Logical Fallacies Catholics Need to Watch Out for in Political Discussions

I’ve been discussing the Catholic attitudes in politics lately. It’s not something I particularly want to do, but it seems to be a necessity in election years. The danger I am writing about involves Catholics on both sides of our dualistic political divide pointing out the sins of others, while either ignoring or being blind to the sins they risk falling into. Because these partisan Catholics inevitably attack the Church when it speaks out against policies supporting “their” faction, I see writing about them as part of my mission to defend the teaching and authority of the Church.
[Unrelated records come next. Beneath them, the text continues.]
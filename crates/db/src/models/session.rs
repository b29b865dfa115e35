//! Refresh-token session model and DTOs.

use marquee_core::types::{DbId, Timestamp};
use sqlx::FromRow;

/// A session row from the `user_sessions` table.
#[derive(Debug, Clone, FromRow)]
pub struct UserSession {
    pub id: DbId,
    pub user_id: DbId,
    pub refresh_token_hash: String,
    pub expires_at: Timestamp,
    pub is_revoked: bool,
    pub created_at: Timestamp,
}

/// DTO for creating a new session.
pub struct CreateSession {
    pub user_id: DbId,
    pub refresh_token_hash: String,
    pub expires_at: Timestamp,
}
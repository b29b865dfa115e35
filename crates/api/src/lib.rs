//! Marquee API server library.
//!
//! Exposes the building blocks (config, state, error handling, routes,
//! background tasks) so integration tests and the binary entrypoint can
//! both access them.

pub mod auth;
pub mod background;
pub mod config;
pub mod error;
pub mod handlers;
pub mod middleware;
pub mod response;
pub mod router;
pub mod routes;
pub mod state;
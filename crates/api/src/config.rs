use crate::auth::jwt::JwtConfig;

/// Server configuration loaded from environment variables.
///
/// All fields have sensible defaults suitable for local development.
/// In production, override via environment variables.
#[derive(Debug, Clone)]
pub struct ServerConfig {
    /// Bind address (default: `0.0.0.0`).
    pub host: String,
    /// Bind port (default: `3000`).
    pub port: u16,
    /// Allowed CORS origins, parsed from comma-separated `CORS_ORIGINS` env var.
    pub cors_origins: Vec<String>,
    /// HTTP request timeout in seconds (default: `30`).
    pub request_timeout_secs: u64,
    /// Graceful shutdown timeout in seconds (default: `30`). Bounds the
    /// wait for the confirmation worker to drain.
    pub shutdown_timeout_secs: u64,
    /// JWT token configuration (secret, expiry durations).
    pub jwt: JwtConfig,
}

impl ServerConfig {
    /// Load configuration from environment variables with defaults.
    ///
    /// | Env Var                | Default                    |
    /// |------------------------|----------------------------|
    /// | `HOST`                 | `0.0.0.0`                  |
    /// | `PORT`                 | `3000`                     |
    /// | `CORS_ORIGINS`         | `http://localhost:5173`    |
    /// | `REQUEST_TIMEOUT_SECS` | `30`                       |
    /// | `SHUTDOWN_TIMEOUT_SECS`| `30`                       |
    pub fn from_env() -> Self {
        let host = std::env::var("HOST").unwrap_or_else(|_| "0.0.0.0".into());

        let port: u16 = std::env::var("PORT")
            .unwrap_or_else(|_| "3000".into())
            .parse()
            .expect("PORT must be a valid u16");

        let cors_origins: Vec<String> = std::env::var("CORS_ORIGINS")
            .unwrap_or_else(|_| "http://localhost:5173".into())
            .split(',')
            .map(|s| s.trim().to_string())
            .filter(|s| !s.is_empty())
            .collect();

        let request_timeout_secs: u64 = std::env::var("REQUEST_TIMEOUT_SECS")
            .unwrap_or_else(|_| "30".into())
            .parse()
            .expect("REQUEST_TIMEOUT_SECS must be a valid u64");

        let shutdown_timeout_secs: u64 = std::env::var("SHUTDOWN_TIMEOUT_SECS")
            .unwrap_or_else(|_| "30".into())
            .parse()
            .expect("SHUTDOWN_TIMEOUT_SECS must be a valid u64");

        let jwt = JwtConfig::from_env();

        Self {
            host,
            port,
            cors_origins,
            request_timeout_secs,
            shutdown_timeout_secs,
            jwt,
        }
    }
}
//! Route definitions for screenings and their statistics.

use axum::routing::get;
use axum::Router;

use crate::handlers::screenings;
use crate::state::AppState;

/// Routes for screening detail and stats.
///
/// ```text
/// GET /screenings/{id}   -> get_screening (public)
/// GET /screenings_stats  -> screenings_stats (employee+)
/// ```
pub fn router() -> Router<AppState> {
    Router::new()
        .route("/screenings/{id}", get(screenings::get_screening))
        .route("/screenings_stats", get(screenings::screenings_stats))
}
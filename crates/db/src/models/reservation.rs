//! Reservation entity model and DTOs.
//!
//! Reservations are insert-only: created through `ReservationRepo::create`
//! and removed only by cascade when their screening or user goes away.

use chrono::NaiveDateTime;
use marquee_core::types::{DbId, Timestamp};
use serde::Serialize;
use sqlx::FromRow;

/// Full reservation row from the `reservations` table.
#[derive(Debug, Clone, FromRow, Serialize)]
pub struct Reservation {
    pub id: DbId,
    pub user_id: DbId,
    pub screening_id: DbId,
    pub seat_number: String,
    pub reservation_time: Timestamp,
}

/// DTO for creating a new reservation.
#[derive(Debug)]
pub struct CreateReservation {
    pub user_id: DbId,
    pub screening_id: DbId,
    pub seat_number: String,
}

/// A reservation joined with its screening and movie, for the caller's
/// own-reservations listing.
#[derive(Debug, Clone, FromRow, Serialize)]
pub struct UserReservation {
    pub id: DbId,
    pub seat_number: String,
    pub reservation_time: Timestamp,
    pub screening_id: DbId,
    pub screening_time: NaiveDateTime,
    pub movie_title: String,
    pub duration: i32,
}
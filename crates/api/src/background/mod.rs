//! Background tasks.
//!
//! Each submodule provides a long-running async function intended to be
//! spawned via `tokio::spawn`, accepting a [`CancellationToken`] for
//! graceful shutdown.
//!
//! [`CancellationToken`]: tokio_util::sync::CancellationToken

pub mod confirmations;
One of the major problems I see in these partisan disputes is that both sides fall into the same fallacies and use the same arguments, condemning the other side for reaching a different conclusion through them. That dispute does not help the Catholic Church spread the faith throughout the world. In fact, not only does it not respect the universal§ nature of the term Catholic, it actually leads those looking at us from outside as viewing the Catholic faith as one more partisan sect (cf. Romans 2:24).

So, as we get closer to Election day (64 days as I write this), I thought I should write on some logical fallacies that Catholics use in debating over Biden vs. Trump, as the factions claim one is a saint and the other a demon.

The first one I would like to discuss is the Fallacy of Relative Privation. This one assumes that X is worse than Y. Therefore, those concerned about Y are focused on something unimportant. So, when we face the abortion issue, half of the American Catholics argue that because of the evil of abortion, the rest of the issues are not important in comparison because “the stakes are too high.” The other half argue that because of the evil caused in the other issues, they have to vote for the pro-abortion candidate and try to end abortion through “other means” because “the stakes are too high.” 

Both these attitudes are mirror images of each other. The practical effect of this fallacy is that whatever issue the preferred party is wrong on is essentially treated as unimportant, even if the Catholic voter would deny they didn’t care if you asked them point-blank. 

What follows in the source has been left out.